Copy each line of the material beneath that holds the word "process".

○ ○ ○ ○

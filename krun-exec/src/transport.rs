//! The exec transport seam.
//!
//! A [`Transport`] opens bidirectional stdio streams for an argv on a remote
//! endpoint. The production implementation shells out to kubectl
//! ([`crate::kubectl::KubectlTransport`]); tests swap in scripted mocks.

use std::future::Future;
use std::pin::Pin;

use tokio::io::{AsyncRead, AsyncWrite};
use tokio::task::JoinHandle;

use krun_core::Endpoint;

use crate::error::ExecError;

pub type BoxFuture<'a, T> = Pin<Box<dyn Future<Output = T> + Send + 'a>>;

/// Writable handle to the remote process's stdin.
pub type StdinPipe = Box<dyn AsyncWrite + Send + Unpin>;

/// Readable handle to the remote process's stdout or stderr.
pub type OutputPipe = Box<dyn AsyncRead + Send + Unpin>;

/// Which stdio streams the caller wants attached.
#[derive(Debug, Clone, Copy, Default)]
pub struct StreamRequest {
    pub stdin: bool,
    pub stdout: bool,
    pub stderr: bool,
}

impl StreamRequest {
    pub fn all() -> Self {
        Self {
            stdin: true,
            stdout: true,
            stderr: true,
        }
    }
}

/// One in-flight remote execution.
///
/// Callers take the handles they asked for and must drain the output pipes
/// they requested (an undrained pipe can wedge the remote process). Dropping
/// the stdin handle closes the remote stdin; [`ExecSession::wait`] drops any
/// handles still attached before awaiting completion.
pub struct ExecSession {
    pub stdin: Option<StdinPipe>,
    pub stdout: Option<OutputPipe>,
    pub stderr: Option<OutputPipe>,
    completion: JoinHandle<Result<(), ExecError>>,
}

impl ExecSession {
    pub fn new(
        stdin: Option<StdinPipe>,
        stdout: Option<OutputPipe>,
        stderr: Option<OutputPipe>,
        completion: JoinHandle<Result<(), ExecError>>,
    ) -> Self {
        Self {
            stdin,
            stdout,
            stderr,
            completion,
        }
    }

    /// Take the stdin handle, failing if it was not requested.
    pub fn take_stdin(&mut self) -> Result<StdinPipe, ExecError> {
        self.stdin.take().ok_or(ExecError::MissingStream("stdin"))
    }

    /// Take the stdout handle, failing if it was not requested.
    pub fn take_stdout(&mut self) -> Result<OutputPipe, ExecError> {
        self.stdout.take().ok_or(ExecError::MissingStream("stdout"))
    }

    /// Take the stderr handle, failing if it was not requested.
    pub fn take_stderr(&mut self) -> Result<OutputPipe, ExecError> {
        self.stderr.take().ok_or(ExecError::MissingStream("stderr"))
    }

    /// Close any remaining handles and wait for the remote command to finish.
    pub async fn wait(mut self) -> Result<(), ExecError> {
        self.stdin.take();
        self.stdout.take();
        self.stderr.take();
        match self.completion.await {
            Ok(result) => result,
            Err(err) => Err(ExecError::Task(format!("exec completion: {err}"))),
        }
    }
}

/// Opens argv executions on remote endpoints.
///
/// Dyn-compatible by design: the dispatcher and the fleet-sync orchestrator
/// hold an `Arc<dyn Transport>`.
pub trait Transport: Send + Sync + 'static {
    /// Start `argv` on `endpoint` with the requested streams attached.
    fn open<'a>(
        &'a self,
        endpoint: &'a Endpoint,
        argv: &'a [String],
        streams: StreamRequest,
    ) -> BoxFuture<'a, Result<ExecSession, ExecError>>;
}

○ ○ ○ ○

» **Answer to this problem**
/// Writable handle to the remote process's stdin.
/// Readable handle to the remote process's stdout or stderr.
/// they requested (an undrained pipe can wedge the remote process). Dropping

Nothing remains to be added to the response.